Output only this range of the data below: the line that contains "None => match" through the final line, both ends included, each retyped exactly.

◇ ◇ ◇ ◇

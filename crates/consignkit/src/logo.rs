use std::path::Path;

/// Logo bytes plus the problems met while looking for them.
#[derive(Debug, Clone, Default)]
pub struct SpecLogoLoad {
    /// Image bytes, when a logo file could be read.
    pub v_logo: Option<Vec<u8>>,
    /// Problems with an explicitly requested logo.
    pub warnings: Vec<String>,
}

/// Read the explicit logo, else the default one.
///
/// Neither is required. An unreadable explicit path is a warning and does not
/// fall back to the default.
pub fn load_logo(path_explicit: Option<&Path>, path_default: &Path) -> SpecLogoLoad {
    let mut spec = SpecLogoLoad::default();
    match path_explicit {
        Some(path) => match std::fs::read(path) {
            Ok(v_logo) => spec.v_logo = Some(v_logo),
            Err(err) => {
                let c_warning = format!("Could not read logo {}: {err}", path.display());
                tracing::warn!("{c_warning}");
                spec.warnings.push(c_warning);
            }
        },
        None => match std::fs::read(path_default) {
            Ok(v_logo) => spec.v_logo = Some(v_logo),
            Err(_) => {
                tracing::warn!(
                    path = %path_default.display(),
                    "Default logo not found; reports render without it"
                );
            }
        },
    }
    spec
}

◇ ◇ ◇ ◇

Response area ::
        None => match std::fs::read(path_default) {
            Ok(v_logo) => spec.v_logo = Some(v_logo),
            Err(_) => {
                tracing::warn!(
                    path = %path_default.display(),
                    "Default logo not found; reports render without it"
                );
            }
        },
    }
    spec
}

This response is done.